**Supplied records**.
==========

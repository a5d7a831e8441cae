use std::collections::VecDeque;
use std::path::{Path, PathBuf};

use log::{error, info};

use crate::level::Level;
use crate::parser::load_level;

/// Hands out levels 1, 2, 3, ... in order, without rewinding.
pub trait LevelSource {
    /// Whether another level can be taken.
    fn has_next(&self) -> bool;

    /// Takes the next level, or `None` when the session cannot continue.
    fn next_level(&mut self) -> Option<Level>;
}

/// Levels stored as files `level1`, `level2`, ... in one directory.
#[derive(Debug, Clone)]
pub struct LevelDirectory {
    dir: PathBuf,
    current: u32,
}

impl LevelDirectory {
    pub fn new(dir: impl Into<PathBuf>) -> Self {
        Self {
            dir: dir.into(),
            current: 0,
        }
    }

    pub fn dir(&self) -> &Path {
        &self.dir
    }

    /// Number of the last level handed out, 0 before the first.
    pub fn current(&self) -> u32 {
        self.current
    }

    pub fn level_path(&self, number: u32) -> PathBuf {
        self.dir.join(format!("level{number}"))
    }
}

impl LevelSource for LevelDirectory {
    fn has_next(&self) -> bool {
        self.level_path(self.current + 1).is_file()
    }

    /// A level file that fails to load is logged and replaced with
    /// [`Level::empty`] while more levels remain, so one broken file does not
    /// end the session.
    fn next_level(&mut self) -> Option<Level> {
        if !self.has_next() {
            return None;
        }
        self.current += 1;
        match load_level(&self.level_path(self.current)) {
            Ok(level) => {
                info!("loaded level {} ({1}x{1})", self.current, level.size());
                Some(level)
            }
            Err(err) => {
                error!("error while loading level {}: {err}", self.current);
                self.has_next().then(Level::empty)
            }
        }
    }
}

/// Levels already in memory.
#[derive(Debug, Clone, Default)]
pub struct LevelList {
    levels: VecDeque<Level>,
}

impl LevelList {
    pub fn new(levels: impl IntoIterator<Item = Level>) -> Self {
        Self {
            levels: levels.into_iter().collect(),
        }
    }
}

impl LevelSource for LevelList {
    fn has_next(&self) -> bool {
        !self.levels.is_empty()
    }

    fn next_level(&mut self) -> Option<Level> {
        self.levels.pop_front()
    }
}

==========

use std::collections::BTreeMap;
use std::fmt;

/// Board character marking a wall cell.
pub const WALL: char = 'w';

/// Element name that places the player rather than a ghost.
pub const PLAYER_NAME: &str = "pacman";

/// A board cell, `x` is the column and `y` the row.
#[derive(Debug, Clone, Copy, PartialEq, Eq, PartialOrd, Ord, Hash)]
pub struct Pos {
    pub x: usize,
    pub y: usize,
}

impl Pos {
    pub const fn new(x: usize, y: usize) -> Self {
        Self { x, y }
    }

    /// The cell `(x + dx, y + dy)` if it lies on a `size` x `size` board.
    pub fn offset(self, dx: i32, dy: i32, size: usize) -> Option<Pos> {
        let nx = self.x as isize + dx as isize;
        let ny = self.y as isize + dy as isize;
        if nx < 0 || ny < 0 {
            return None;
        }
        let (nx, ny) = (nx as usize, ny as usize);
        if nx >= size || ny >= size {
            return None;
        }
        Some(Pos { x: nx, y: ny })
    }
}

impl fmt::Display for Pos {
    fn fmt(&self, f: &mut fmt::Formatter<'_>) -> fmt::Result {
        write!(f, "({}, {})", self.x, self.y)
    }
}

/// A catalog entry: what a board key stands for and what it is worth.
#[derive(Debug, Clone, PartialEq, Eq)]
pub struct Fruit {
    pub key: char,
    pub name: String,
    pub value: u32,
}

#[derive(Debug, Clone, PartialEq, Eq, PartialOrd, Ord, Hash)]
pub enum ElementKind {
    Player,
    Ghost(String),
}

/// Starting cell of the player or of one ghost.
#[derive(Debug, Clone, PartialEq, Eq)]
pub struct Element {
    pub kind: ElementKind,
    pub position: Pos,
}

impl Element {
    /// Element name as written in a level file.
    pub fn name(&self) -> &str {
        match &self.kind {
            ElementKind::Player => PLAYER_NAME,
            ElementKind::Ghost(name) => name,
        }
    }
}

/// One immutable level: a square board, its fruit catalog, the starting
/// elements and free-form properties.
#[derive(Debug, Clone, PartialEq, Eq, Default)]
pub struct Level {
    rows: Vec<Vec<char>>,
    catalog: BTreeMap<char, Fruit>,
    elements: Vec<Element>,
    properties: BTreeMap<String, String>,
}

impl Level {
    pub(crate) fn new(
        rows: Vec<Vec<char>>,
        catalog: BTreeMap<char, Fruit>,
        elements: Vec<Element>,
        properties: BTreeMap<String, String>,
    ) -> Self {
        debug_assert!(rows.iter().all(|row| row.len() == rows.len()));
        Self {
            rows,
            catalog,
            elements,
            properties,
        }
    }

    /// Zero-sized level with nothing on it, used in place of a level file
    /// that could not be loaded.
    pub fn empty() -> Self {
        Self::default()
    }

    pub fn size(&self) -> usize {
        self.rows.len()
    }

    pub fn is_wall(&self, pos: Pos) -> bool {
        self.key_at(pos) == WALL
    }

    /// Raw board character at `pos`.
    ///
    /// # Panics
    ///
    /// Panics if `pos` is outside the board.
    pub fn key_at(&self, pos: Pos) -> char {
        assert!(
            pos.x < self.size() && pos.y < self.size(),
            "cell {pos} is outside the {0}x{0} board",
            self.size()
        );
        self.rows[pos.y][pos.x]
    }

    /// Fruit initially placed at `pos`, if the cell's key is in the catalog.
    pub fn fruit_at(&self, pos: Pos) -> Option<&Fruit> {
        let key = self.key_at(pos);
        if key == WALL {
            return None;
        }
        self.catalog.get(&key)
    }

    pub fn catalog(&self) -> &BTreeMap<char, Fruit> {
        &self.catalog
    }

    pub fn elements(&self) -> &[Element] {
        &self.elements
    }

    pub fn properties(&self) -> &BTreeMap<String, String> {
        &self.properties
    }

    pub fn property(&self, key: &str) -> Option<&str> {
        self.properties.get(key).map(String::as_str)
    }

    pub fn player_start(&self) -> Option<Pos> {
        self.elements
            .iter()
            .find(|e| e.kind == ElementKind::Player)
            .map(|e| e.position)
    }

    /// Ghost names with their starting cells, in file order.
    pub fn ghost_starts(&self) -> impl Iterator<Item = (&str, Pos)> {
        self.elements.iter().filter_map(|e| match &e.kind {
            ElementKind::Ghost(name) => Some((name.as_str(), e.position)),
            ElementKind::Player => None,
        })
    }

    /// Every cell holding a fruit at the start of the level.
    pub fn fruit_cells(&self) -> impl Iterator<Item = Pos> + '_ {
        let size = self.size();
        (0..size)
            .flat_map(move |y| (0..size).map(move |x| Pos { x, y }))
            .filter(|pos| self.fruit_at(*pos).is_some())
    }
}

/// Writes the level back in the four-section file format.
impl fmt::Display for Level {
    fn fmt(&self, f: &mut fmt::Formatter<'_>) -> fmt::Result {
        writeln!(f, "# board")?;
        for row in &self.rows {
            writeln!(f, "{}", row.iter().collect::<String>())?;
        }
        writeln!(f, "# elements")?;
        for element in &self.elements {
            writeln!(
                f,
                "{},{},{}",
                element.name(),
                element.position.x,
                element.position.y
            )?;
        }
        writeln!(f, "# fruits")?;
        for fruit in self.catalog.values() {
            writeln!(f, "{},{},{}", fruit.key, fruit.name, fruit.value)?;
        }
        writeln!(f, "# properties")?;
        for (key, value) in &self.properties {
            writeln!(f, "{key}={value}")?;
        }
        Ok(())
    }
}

==========

**Task directions**. Reproduce every line of the records containing the string "collections".

**Output for this exercise**.
use std::collections::VecDeque;
use std::collections::BTreeMap;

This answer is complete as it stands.